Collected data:
------------------------------
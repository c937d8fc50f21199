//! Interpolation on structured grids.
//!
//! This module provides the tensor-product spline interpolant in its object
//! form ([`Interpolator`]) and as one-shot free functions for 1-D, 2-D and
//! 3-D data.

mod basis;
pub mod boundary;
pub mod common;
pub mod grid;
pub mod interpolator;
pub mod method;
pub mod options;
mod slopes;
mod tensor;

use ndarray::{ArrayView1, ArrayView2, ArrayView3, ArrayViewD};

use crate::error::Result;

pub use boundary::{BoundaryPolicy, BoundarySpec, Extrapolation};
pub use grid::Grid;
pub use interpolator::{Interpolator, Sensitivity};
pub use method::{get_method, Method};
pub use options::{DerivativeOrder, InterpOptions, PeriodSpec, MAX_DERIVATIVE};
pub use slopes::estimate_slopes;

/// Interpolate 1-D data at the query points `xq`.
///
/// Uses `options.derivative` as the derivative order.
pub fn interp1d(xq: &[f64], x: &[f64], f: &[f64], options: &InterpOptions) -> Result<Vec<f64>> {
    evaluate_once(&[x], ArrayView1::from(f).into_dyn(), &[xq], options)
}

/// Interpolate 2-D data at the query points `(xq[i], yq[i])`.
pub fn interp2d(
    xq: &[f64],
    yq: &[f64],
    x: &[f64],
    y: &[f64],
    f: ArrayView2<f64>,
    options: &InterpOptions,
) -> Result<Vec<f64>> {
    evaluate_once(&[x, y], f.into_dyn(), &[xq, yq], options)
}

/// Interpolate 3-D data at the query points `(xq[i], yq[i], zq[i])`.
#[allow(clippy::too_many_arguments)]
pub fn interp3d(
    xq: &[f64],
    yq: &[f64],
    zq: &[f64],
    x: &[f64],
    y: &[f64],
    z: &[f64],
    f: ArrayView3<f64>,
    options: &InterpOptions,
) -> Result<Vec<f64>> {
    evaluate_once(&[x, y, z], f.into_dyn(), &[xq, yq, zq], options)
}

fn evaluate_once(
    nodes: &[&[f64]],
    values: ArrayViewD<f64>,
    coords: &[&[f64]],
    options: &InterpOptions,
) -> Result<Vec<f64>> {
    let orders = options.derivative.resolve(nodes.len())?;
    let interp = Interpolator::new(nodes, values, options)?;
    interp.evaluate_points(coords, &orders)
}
------------------------------
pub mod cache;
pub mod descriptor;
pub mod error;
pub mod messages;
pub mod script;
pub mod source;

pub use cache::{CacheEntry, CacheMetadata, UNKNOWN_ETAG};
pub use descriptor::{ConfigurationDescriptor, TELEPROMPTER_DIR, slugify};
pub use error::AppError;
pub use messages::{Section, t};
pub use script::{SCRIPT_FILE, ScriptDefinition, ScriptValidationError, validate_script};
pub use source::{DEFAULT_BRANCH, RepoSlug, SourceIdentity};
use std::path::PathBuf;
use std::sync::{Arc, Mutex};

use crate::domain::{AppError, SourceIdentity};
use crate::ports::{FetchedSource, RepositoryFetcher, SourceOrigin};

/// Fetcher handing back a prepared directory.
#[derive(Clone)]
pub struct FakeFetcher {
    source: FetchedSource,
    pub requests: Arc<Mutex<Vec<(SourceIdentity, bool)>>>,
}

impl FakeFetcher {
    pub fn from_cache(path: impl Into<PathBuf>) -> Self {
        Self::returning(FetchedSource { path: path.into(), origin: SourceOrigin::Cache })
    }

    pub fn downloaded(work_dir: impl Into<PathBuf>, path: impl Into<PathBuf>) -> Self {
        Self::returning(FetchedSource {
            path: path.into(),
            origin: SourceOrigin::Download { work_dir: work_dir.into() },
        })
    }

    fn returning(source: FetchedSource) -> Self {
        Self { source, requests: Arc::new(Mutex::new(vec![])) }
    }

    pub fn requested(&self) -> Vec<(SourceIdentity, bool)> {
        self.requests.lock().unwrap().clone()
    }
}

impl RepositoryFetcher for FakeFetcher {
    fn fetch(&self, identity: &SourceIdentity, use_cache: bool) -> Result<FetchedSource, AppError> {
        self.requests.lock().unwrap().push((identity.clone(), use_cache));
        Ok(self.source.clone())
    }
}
------------------------------
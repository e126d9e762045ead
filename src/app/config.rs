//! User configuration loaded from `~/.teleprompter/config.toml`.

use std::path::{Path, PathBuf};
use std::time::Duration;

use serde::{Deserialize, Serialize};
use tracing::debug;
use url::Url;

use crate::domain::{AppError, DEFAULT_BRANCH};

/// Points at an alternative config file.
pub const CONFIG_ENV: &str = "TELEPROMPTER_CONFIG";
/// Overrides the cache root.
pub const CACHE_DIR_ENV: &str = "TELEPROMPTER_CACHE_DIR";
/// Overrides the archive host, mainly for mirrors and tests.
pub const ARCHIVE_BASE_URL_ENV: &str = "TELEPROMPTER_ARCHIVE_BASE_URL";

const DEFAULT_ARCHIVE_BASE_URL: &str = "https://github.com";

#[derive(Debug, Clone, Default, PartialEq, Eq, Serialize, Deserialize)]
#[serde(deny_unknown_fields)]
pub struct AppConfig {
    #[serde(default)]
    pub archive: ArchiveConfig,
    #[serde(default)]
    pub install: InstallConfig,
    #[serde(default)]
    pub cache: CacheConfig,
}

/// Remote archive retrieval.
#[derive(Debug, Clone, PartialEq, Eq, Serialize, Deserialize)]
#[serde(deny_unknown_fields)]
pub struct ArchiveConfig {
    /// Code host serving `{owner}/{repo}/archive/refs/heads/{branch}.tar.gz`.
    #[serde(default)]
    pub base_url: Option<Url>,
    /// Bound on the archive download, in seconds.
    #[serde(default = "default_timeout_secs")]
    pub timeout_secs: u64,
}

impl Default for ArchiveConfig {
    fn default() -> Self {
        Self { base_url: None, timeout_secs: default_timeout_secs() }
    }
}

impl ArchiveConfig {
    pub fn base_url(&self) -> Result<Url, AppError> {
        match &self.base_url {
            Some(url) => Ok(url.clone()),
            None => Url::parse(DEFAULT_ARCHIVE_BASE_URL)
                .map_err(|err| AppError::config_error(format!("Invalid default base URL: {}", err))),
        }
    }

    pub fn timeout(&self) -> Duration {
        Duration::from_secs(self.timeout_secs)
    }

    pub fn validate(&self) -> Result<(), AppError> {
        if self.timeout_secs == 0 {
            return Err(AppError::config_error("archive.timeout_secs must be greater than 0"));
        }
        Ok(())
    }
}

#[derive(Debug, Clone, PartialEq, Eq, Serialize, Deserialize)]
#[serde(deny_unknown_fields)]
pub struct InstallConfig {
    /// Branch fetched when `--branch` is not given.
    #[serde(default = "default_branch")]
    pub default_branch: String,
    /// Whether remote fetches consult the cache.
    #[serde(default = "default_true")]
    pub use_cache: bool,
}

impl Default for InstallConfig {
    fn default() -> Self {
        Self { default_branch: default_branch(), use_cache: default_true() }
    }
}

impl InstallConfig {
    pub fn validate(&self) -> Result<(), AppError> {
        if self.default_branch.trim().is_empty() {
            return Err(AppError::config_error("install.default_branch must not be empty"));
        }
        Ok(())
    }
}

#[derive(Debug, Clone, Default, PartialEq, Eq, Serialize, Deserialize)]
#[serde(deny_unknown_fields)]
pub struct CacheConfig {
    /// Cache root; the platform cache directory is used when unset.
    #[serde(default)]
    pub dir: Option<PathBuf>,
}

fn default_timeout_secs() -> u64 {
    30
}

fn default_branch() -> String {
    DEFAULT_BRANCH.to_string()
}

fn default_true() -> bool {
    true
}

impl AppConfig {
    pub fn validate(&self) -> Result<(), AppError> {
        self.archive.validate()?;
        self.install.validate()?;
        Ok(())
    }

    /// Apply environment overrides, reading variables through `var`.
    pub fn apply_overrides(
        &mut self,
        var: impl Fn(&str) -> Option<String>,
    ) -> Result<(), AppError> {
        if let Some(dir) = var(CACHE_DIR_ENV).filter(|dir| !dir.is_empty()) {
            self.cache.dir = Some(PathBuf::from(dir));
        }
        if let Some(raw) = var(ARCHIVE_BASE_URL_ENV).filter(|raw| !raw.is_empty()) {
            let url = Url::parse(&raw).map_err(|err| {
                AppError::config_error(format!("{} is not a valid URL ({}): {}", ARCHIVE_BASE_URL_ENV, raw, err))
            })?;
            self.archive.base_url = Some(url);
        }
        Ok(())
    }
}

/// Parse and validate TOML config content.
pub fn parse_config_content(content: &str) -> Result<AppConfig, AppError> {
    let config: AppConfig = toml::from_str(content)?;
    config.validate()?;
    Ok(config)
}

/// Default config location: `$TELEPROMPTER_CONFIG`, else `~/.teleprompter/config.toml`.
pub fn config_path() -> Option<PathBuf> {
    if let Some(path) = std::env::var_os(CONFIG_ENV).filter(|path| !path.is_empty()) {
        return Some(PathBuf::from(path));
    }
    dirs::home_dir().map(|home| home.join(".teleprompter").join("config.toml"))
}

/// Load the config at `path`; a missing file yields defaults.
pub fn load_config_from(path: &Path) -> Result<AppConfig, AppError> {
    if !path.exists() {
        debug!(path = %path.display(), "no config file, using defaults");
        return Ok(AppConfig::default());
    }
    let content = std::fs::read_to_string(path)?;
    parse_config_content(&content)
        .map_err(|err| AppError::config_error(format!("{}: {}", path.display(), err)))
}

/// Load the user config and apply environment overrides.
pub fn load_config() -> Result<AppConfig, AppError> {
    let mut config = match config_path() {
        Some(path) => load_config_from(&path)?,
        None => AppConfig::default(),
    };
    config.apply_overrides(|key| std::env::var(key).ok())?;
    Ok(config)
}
------------------------------
Only lines holding the word "orders" are wanted, so copy each of them from the records above.

▶ [THE COMPLETED TASK]
    let orders = options.derivative.resolve(nodes.len())?;
    interp.evaluate_points(coords, &orders)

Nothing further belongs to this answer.